Plugin service layer to ensure flexible and scalable system

On the basis of meeting the general permissions, each business line will inevitably have customized permission control requirements, so the permission Plugin module is designed.

General services provide user management, resource management, authentication and authorization services, and Plugin calls basic services to implement special authority control. The application and data of the Plugin module are managed separately, and the general service is called through RPC to achieve flexible pluggability. Subsequent services of the Plugin module support individual customized development of each connected application.

Figure 8 Plugin service

As shown in Figure 8, the general permission service is separated from the Plugin service, and multiple Plugin services are supported to be flexible and pluggable:

  • General services provide general services such as users, resources, authentication and authorization, and most systems can implement authority control requirements based on general services.
  • The Plugin service is expanded based on the SDK provided by the general service, and each Plugin service is deployed independently to ensure that the systems are independent of each other.

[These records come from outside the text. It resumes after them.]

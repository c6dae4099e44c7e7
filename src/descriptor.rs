use std::fmt;
use std::str::FromStr;

use anyhow::{Context, Result};
use jdescriptor::{MethodDescriptor, TypeDescriptor};

/// Field type as written in a descriptor.
#[derive(Clone, Debug, PartialEq, Eq)]
pub(crate) enum FieldType {
    Boolean,
    Byte,
    Char,
    Short,
    Int,
    Long,
    Float,
    Double,
    Object(String),
    Array(Box<FieldType>),
}

impl FieldType {
    pub(crate) fn parse(descriptor: &str) -> Result<FieldType> {
        let (field_type, rest) = parse_one(descriptor)
            .with_context(|| format!("parse field descriptor {descriptor:?}"))?;
        if !rest.is_empty() {
            anyhow::bail!("trailing characters in field descriptor {descriptor:?}");
        }
        Ok(field_type)
    }

    /// Local variable and operand stack slots taken by a value of this type.
    pub(crate) fn size(&self) -> usize {
        match self {
            FieldType::Long | FieldType::Double => 2,
            _ => 1,
        }
    }

    pub(crate) fn dimensions(&self) -> usize {
        match self {
            FieldType::Array(element) => 1 + element.dimensions(),
            _ => 0,
        }
    }

    pub(crate) fn element_type(&self) -> &FieldType {
        match self {
            FieldType::Array(element) => element.element_type(),
            other => other,
        }
    }

    /// Values of these types live on the stack as `int`.
    pub(crate) fn is_int_like(&self) -> bool {
        matches!(
            self,
            FieldType::Boolean
                | FieldType::Byte
                | FieldType::Char
                | FieldType::Short
                | FieldType::Int
        )
    }

    /// Java keyword for primitive types.
    pub(crate) fn keyword(&self) -> Option<&'static str> {
        let keyword = match self {
            FieldType::Boolean => "boolean",
            FieldType::Byte => "byte",
            FieldType::Char => "char",
            FieldType::Short => "short",
            FieldType::Int => "int",
            FieldType::Long => "long",
            FieldType::Float => "float",
            FieldType::Double => "double",
            FieldType::Object(_) | FieldType::Array(_) => return None,
        };
        Some(keyword)
    }
}

impl fmt::Display for FieldType {
    fn fmt(&self, f: &mut fmt::Formatter<'_>) -> fmt::Result {
        match self {
            FieldType::Boolean => f.write_str("Z"),
            FieldType::Byte => f.write_str("B"),
            FieldType::Char => f.write_str("C"),
            FieldType::Short => f.write_str("S"),
            FieldType::Int => f.write_str("I"),
            FieldType::Long => f.write_str("J"),
            FieldType::Float => f.write_str("F"),
            FieldType::Double => f.write_str("D"),
            FieldType::Object(name) => write!(f, "L{name};"),
            FieldType::Array(element) => write!(f, "[{element}"),
        }
    }
}

/// Parsed method descriptor; `return_type` is `None` for `void`.
#[derive(Clone, Debug, PartialEq, Eq)]
pub(crate) struct MethodType {
    pub(crate) arguments: Vec<FieldType>,
    pub(crate) return_type: Option<FieldType>,
}

impl MethodType {
    pub(crate) fn parse(descriptor: &str) -> Result<MethodType> {
        MethodDescriptor::from_str(descriptor).context("parse method descriptor")?;
        let inner = descriptor
            .strip_prefix('(')
            .context("method descriptor must start with '('")?;
        let (mut rest, mut arguments) = (inner, Vec::new());
        while !rest.starts_with(')') {
            let (argument, tail) = parse_one(rest)
                .with_context(|| format!("parse method descriptor {descriptor:?}"))?;
            arguments.push(argument);
            rest = tail;
        }
        let rest = &rest[1..];
        let return_type = if rest == "V" {
            None
        } else {
            Some(FieldType::parse(rest)?)
        };
        Ok(MethodType {
            arguments,
            return_type,
        })
    }

    /// Slots taken by the arguments, excluding `this`.
    pub(crate) fn argument_size(&self) -> usize {
        self.arguments.iter().map(FieldType::size).sum()
    }

    pub(crate) fn return_size(&self) -> usize {
        self.return_type.as_ref().map_or(0, FieldType::size)
    }

    pub(crate) fn without_argument(&self, index: usize) -> MethodType {
        let mut arguments = self.arguments.clone();
        if index < arguments.len() {
            arguments.remove(index);
        }
        MethodType {
            arguments,
            return_type: self.return_type.clone(),
        }
    }
}

impl fmt::Display for MethodType {
    fn fmt(&self, f: &mut fmt::Formatter<'_>) -> fmt::Result {
        f.write_str("(")?;
        for argument in &self.arguments {
            write!(f, "{argument}")?;
        }
        f.write_str(")")?;
        match &self.return_type {
            Some(return_type) => write!(f, "{return_type}"),
            None => f.write_str("V"),
        }
    }
}

/// Slot size of a field descriptor.
pub(crate) fn field_size(descriptor: &str) -> Result<usize> {
    Ok(FieldType::parse(descriptor)?.size())
}

fn parse_one(input: &str) -> Result<(FieldType, &str)> {
    let mut chars = input.chars();
    let head = chars.next().context("unexpected end of descriptor")?;
    let rest = chars.as_str();
    let field_type = match head {
        'Z' => FieldType::Boolean,
        'B' => FieldType::Byte,
        'C' => FieldType::Char,
        'S' => FieldType::Short,
        'I' => FieldType::Int,
        'J' => FieldType::Long,
        'F' => FieldType::Float,
        'D' => FieldType::Double,
        'L' => {
            let end = rest.find(';').context("unterminated class descriptor")?;
            if end == 0 {
                anyhow::bail!("empty class name in descriptor");
            }
            return Ok((FieldType::Object(rest[..end].to_string()), &rest[end + 1..]));
        }
        '[' => {
            let (element, tail) = parse_one(rest)?;
            return Ok((FieldType::Array(Box::new(element)), tail));
        }
        other => anyhow::bail!("unexpected descriptor character {other:?}"),
    };
    Ok((field_type, rest))
}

The final authority realizes hierarchical control, which is divided into core data layer (users, resources, authority data) and application layer. The data in the core data layer is managed by general services to meet the requirements of unified management and control of authority data. The application layer is accessed through the Plugin service, and the Plugin reads and writes permission data through the external SDK of the general service layer to meet the customized control requirements. Data in the application layer is stored separately, and control rules can be customized. Calls between interfaces are authenticated through BA authentication to ensure the security of calls between services.

Basic service layer to ensure system versatility

General permission system architecture

Using microservice architecture design, the system is divided into access layer, service layer, database layer, and external service layer. It mainly includes the following core services:

  • User service: mainly includes user and department information synchronization, role management.
  • Resource service: including resource registration, resource timing synchronization, resource confidentiality and administrator management, resource package management.
  • Empowerment service: Self-service application for permissions, administrator empowerment.
  • Authentication service: Provide various authentication SDKs for users to call.

Figure 9 permission system architecture

As shown in Figure 9:

  • Access layer: All external systems call services through a unified SDK.
  • Service layer: Microservice architecture, each service provides services to each other.
  • Database layer: Reasonable use of cache and data degradation to ensure high availability of services.
  • Integrate the company's public services to ensure the stable operation of the system.

Approval System Architecture

Provide general approval services, provide multi-level approval templates, select the template to start the approval process when using it, and the approval system will analyze the rules according to the parameters started, and automatically adapt to the corresponding approval process. The simplified access process supports one-key access.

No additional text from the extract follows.